[TASK DETAILS] Needed from the data below: all lines that contain the word "order".

[RECORDED INFORMATION]
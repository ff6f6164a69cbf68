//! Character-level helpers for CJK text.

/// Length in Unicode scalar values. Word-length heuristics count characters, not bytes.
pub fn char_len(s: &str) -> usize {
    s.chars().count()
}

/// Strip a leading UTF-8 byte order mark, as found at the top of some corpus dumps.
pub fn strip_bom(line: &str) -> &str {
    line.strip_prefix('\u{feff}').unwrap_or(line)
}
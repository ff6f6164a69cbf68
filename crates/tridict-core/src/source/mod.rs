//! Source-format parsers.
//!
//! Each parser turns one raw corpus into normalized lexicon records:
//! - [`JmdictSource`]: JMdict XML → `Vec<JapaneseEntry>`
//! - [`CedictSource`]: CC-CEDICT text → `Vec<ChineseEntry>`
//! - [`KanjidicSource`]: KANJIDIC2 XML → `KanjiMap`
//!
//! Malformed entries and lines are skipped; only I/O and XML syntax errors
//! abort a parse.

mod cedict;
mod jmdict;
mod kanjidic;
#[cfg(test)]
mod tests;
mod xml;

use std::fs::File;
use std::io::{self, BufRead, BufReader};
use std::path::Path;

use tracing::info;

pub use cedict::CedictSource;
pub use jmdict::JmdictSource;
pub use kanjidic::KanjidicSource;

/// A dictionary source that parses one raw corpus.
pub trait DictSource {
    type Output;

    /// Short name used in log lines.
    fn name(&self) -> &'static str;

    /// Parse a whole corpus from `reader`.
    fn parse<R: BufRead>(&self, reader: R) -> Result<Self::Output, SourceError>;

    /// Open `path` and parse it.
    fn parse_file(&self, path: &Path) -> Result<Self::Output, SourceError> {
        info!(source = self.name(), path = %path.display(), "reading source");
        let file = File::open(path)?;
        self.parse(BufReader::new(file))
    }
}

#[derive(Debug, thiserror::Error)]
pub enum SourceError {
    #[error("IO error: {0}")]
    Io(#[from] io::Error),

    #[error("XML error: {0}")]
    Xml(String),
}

==

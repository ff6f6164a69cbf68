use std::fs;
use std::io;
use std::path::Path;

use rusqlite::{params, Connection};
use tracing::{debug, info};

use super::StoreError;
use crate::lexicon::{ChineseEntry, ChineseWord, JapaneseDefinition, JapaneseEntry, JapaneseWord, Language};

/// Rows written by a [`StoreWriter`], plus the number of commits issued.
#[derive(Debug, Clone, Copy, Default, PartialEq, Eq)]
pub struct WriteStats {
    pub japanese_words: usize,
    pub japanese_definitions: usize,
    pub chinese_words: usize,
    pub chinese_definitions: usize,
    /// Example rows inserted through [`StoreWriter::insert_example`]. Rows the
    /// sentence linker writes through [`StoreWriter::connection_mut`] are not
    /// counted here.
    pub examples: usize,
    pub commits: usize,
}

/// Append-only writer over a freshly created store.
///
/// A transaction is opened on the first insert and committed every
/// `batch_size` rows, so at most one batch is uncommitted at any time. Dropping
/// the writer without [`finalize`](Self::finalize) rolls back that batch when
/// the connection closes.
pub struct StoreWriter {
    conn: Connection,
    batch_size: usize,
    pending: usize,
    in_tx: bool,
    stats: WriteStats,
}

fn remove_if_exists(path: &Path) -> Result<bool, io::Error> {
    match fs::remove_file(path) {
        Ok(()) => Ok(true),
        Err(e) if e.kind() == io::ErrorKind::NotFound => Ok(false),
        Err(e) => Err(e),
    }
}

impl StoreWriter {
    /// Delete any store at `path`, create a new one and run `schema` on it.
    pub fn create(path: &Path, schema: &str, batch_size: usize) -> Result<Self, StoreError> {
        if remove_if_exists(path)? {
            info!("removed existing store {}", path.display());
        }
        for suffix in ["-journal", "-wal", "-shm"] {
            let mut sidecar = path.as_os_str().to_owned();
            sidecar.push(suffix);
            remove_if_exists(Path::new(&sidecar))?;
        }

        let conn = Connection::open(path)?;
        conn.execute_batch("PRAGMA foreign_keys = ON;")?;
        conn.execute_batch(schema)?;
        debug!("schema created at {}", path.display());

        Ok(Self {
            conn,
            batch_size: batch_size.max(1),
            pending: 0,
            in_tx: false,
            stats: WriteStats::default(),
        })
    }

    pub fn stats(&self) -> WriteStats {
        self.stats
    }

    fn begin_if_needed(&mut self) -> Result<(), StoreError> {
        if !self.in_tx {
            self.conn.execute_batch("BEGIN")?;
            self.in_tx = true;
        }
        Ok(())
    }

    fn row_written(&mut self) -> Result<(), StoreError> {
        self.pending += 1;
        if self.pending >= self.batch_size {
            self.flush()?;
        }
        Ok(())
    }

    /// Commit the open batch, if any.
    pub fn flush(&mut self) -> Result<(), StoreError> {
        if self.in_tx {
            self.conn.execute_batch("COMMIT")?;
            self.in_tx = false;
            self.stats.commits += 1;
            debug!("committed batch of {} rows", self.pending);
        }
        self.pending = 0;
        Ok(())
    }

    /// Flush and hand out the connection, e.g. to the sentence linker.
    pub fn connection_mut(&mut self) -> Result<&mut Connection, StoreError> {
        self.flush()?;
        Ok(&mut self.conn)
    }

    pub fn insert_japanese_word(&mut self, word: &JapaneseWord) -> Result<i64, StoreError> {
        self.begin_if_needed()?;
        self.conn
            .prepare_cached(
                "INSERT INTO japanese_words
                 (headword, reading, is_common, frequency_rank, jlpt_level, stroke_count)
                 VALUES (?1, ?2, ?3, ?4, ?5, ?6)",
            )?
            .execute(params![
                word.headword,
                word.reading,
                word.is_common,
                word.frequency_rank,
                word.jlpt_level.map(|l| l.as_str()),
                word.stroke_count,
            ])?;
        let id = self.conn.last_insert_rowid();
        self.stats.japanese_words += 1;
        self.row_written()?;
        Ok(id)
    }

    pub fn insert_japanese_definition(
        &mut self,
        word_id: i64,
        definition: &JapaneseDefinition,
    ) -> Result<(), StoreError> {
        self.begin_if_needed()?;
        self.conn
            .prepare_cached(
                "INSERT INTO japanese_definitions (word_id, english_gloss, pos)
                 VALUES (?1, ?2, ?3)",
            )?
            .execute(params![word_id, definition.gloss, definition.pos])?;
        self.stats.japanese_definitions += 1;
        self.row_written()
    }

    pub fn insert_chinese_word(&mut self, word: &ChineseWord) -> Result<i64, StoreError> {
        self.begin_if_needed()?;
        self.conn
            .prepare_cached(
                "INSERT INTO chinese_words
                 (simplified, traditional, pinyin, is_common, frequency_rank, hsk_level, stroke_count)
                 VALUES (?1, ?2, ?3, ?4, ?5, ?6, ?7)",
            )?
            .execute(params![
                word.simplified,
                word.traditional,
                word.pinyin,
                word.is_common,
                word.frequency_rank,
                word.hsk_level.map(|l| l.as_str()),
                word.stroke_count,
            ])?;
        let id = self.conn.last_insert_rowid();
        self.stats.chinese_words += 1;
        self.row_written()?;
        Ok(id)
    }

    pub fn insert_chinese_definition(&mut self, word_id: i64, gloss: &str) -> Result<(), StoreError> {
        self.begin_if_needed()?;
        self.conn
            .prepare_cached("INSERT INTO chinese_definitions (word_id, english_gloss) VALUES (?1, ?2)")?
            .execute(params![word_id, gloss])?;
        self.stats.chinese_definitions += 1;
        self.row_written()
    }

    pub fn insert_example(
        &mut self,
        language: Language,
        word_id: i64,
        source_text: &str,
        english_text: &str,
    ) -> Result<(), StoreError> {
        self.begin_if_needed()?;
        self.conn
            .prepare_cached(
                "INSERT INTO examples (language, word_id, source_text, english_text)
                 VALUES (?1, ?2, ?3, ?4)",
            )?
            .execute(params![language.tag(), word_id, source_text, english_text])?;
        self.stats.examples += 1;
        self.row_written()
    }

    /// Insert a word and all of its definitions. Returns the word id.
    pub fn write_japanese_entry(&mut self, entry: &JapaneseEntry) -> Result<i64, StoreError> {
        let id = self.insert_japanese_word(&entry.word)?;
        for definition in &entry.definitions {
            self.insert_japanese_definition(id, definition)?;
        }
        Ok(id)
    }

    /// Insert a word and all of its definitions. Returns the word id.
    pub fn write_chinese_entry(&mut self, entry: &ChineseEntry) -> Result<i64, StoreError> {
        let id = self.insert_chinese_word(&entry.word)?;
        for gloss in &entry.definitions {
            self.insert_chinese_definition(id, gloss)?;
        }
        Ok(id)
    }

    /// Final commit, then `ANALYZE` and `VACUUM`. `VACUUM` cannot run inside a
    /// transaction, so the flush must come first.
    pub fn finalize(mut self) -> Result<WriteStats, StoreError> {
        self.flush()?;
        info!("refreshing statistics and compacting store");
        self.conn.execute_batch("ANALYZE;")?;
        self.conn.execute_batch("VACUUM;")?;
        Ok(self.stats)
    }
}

...

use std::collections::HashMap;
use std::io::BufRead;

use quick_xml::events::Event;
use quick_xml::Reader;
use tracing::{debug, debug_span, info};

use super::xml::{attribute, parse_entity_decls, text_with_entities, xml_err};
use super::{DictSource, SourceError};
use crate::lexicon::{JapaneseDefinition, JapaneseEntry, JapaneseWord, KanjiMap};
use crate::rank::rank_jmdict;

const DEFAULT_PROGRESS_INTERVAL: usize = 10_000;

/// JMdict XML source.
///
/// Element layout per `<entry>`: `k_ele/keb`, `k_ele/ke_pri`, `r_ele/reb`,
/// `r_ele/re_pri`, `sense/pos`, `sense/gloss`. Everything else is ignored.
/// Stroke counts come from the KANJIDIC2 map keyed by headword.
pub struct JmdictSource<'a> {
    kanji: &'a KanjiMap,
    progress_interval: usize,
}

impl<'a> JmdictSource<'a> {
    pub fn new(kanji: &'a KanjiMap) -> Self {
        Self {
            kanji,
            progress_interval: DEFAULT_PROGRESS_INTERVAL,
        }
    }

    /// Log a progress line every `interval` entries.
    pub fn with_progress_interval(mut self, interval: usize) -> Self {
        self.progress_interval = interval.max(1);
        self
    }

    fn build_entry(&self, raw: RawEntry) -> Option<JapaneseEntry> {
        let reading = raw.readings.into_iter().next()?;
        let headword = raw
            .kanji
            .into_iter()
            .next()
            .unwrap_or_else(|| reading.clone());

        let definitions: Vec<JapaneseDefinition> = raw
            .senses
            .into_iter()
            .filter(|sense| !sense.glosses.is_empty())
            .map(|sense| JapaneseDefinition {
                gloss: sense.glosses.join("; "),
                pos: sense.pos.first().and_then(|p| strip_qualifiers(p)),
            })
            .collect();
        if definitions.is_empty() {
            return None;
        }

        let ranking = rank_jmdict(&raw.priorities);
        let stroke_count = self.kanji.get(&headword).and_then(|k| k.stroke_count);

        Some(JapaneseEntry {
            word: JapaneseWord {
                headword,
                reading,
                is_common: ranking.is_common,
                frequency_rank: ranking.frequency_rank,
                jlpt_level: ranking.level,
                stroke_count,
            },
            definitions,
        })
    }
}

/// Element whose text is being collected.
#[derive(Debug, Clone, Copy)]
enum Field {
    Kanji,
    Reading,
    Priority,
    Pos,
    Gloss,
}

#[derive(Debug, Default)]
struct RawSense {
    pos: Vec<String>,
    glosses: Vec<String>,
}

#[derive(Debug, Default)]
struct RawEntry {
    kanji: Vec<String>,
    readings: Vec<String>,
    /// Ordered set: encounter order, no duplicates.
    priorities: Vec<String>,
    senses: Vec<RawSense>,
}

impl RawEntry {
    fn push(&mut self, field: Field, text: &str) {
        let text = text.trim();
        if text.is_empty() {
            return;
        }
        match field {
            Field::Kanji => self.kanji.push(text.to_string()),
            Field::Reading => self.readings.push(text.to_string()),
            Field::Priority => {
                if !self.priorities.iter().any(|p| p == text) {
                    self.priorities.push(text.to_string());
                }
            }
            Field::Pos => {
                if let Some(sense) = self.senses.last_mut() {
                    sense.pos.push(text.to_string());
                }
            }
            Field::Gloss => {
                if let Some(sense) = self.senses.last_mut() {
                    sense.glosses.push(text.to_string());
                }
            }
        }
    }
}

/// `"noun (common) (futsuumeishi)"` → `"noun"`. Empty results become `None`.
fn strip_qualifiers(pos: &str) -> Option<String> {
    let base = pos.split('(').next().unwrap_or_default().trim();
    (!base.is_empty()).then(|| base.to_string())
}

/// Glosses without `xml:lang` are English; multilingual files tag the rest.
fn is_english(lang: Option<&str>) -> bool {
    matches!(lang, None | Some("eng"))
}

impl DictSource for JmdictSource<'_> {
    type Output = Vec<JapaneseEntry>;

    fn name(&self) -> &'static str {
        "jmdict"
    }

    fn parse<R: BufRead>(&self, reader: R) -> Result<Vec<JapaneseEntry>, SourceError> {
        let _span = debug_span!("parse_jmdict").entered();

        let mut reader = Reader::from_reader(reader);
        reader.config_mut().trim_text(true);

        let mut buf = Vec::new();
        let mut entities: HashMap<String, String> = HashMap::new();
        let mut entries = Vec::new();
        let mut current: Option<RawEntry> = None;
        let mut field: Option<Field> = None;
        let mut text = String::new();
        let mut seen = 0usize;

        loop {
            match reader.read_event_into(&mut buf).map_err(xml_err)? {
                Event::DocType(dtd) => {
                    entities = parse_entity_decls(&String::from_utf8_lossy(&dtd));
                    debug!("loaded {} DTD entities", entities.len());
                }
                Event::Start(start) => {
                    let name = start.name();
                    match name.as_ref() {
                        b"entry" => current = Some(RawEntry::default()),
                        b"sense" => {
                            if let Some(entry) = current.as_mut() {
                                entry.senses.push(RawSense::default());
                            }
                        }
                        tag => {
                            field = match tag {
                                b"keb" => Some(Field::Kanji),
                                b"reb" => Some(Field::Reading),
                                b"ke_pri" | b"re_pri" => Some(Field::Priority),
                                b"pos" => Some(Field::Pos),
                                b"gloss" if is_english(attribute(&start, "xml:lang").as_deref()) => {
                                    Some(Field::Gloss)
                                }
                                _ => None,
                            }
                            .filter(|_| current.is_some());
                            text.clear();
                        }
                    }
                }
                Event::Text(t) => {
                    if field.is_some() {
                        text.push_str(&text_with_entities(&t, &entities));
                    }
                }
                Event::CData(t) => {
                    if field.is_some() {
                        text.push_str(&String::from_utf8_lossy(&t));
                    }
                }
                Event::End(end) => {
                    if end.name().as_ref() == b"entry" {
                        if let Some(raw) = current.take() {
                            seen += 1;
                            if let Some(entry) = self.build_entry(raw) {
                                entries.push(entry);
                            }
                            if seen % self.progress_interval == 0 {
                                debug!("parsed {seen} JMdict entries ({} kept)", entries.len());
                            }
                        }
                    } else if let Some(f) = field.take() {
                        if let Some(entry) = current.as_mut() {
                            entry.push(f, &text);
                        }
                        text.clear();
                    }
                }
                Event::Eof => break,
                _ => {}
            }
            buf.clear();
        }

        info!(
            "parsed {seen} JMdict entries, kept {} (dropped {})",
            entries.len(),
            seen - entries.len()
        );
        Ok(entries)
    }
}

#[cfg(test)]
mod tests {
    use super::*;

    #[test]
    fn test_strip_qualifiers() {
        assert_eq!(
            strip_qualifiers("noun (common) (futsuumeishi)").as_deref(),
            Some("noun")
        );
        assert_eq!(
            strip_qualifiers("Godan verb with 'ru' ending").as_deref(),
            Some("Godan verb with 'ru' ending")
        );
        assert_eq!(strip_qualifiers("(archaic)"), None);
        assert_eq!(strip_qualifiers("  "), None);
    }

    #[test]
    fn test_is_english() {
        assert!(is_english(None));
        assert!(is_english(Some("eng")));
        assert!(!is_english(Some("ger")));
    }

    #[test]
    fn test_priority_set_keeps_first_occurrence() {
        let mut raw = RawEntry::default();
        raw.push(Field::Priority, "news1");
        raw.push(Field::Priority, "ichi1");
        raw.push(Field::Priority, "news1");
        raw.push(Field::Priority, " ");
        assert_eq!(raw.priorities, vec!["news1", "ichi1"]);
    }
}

[FINAL ANSWER]
/// Strip a leading UTF-8 byte order mark, as found at the top of some corpus dumps.
    /// Ordered set: encounter order, no duplicates.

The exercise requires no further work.